• EXERCISE: In the listing below, find the line holding "must be sufficient" and the line holding "if 8.0 * (fnd.dx - fndv.dx).abs()". Write out those two lines and all lines between, exactly, and nothing more.

※ ※ ※

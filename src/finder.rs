/// Search for the three position detection patterns of a symbol and
/// combination of them into plausible (UL, UR, DL) triplets.

use itertools::Itertools;

use crate::binarize::{scan_boundaries, BitMatrix};

/// One candidate position detection pattern: sub-pixel center
/// coordinates and the pixels-per-module pitch along each axis.
#[derive(Clone, Copy, Debug, PartialEq)]
pub struct FinderCandidate {
    pub cx: f64,
    pub cy: f64,
    pub dx: f64,
    pub dy: f64,
}

/// Three candidates arranged like the corners of a symbol, together
/// with the version estimated from their separation.
#[derive(Clone, Copy, Debug)]
pub struct FinderTriplet {
    pub version_estimate: f64,
    pub ul: FinderCandidate,
    pub ur: FinderCandidate,
    pub dl: FinderCandidate,
}

// relative positions of the five color boundaries inside an ideal
// 1:1:3:1:1 slice, measured in modules from the pattern center
const EXPECT_BOUND_POS: [f64; 6] = [-3.5, -2.5, -1.5, 1.5, 2.5, 3.5];

/// Check whether a range of 5 intervals (colored B,W,B,W,B) has the
/// proportions of a slice through a position detection pattern.
/// Returns the center coordinate and the pixels-per-module pitch.
fn check_position_detection(bounds: &[u32]) -> Option<(f64, f64)> {
    if bounds.len() != 6 || bounds[4] >= bounds[5] {
        return None;
    }

    let pattern_width = (bounds[5] - bounds[0]) as f64;
    let middle_width = (bounds[3] - bounds[2]) as f64;
    if pattern_width < 7.0 || middle_width < 3.0 {
        return None;
    }

    let center = bounds.iter().map(|&b| b as f64).sum::<f64>() / 6.0;
    let pitch = (pattern_width + middle_width) / 10.0;

    for k in 0..6 {
        let rel_bound_pos = (bounds[k] as f64 - center) / pitch;
        if (rel_bound_pos - EXPECT_BOUND_POS[k]).abs() >= 0.5 {
            return None;
        }
    }

    Some((center, pitch))
}

/// Locate position detection pattern candidates in the binarized image.
///
/// Every row is scanned for 5-interval windows that pass the proportion
/// check; each horizontal hit is confirmed against the vertical slice
/// through its center before it counts. Nearby duplicates (the same
/// pattern found on several scan rows) are merged.
pub fn find_position_candidates(bits: &BitMatrix) -> Vec<FinderCandidate> {
    let width = bits.width();
    let height = bits.height();

    if width < 7 || height < 7 {
        return Vec::new();
    }

    let hbounds = scan_boundaries(bits);
    let vbounds = scan_boundaries(&bits.transposed());

    let mut raw = Vec::new();
    for y in 0..height {
        let row = &hbounds.pos[y];
        // start at the first black interval, then step two intervals at
        // a time so the window always begins on black
        let mut bx: usize = if bits.get(0, y) != 0 { 1 } else { 0 };
        while (row[bx + 4] as usize) < width {
            if let Some((cx, dx)) = check_position_detection(&row[bx..bx + 6]) {
                let x = cx as usize;
                let by = vbounds.map[x][y] as i64 - 2;
                if bits.get(x, y) == 0 && by >= 0 && by + 4 < height as i64 {
                    let by = by as usize;
                    if let Some((cy, dy)) = check_position_detection(&vbounds.pos[x][by..by + 6]) {
                        if dx <= 2.0 * dy && dy <= 2.0 * dx {
                            raw.push(FinderCandidate { cx, cy, dx, dy });
                        }
                    }
                }
            }
            bx += 2;
        }
    }

    // discard duplicate hits of the same pattern
    let mut patterns: Vec<FinderCandidate> = Vec::new();
    for fnd in raw {
        let duplicate = patterns.iter().any(|t| {
            (t.cx - fnd.cx).abs() < 3.0 * fnd.dx.max(t.dx)
                && (t.cy - fnd.cy).abs() < 3.0 * fnd.dy.max(t.dy)
        });
        if !duplicate {
            patterns.push(fnd);
        }
    }

    patterns
}

/// Select groups of three position detection patterns that could form
/// the finder constellation of one symbol.
///
/// All feasible triplets are returned, sorted by decreasing estimated
/// version so the caller tries the largest interpretation first. Ties
/// keep their discovery order.
pub fn make_finder_triplets(patterns: &[FinderCandidate]) -> Vec<FinderTriplet> {
    let mut triplets = Vec::new();

    // try every candidate in the upper-left role
    for fnd in patterns {
        // search a partner with horizontal separation
        for fndh in patterns {
            // pixel pitch must be roughly compatible
            if 8.0 * (fnd.dx - fndh.dx).abs() > fnd.dx + fndh.dx {
                continue;
            }
            if 8.0 * (fnd.dy - fndh.dy).abs() > fnd.dy + fndh.dy {
                continue;
            }
            // Y coordinates must match
            if (fnd.cy - fndh.cy).abs() > fnd.dy + fndh.dy {
                continue;
            }
            // X separation must be sufficient
            let xsep = 2.0 * (fnd.cx - fndh.cx).abs() / (fnd.dx + fndh.dx);
            if xsep < 12.0 {
                continue;
            }

            // search a partner with vertical separation
            for fndv in patterns {
                if 8.0 * (fnd.dx - fndv.dx).abs() > fnd.dx + fndv.dx {
                    continue;
                }
                if 8.0 * (fnd.dy - fndv.dy).abs() > fnd.dy + fndv.dy {
                    continue;
                }
                if (fnd.cx - fndv.cx).abs() > fnd.dx + fndv.dx {
                    continue;
                }
                let ysep = 2.0 * (fnd.cy - fndv.cy).abs() / (fnd.dy + fndv.dy);
                if ysep < 12.0 || ysep < 0.75 * xsep || ysep > 1.25 * xsep {
                    continue;
                }

                // identify upper-right and lower-left depending on the
                // symbol rotation
                let (ur, dl) = if (fndh.cx - fnd.cx) * (fndv.cy - fnd.cy) > 0.0 {
                    (fndh, fndv)    // not rotated or 180 degrees rotated
                } else {
                    (fndv, fndh)    // 90 or 270 degrees rotated
                };

                let version_estimate = (0.5 * (xsep + ysep) - 10.0) / 4.0;

                triplets.push(FinderTriplet {
                    version_estimate,
                    ul: *fnd,
                    ur: *ur,
                    dl: *dl,
                });
            }
        }
    }

    triplets
        .into_iter()
        .sorted_by(|a, b| b.version_estimate.partial_cmp(&a.version_estimate).unwrap())
        .collect()
}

※ ※ ※

• SOLVED EXERCISE:
            // X separation must be sufficient
            let xsep = 2.0 * (fnd.cx - fndh.cx).abs() / (fnd.dx + fndh.dx);
            if xsep < 12.0 {
                continue;
            }

            // search a partner with vertical separation
            for fndv in patterns {
                if 8.0 * (fnd.dx - fndv.dx).abs() > fnd.dx + fndv.dx {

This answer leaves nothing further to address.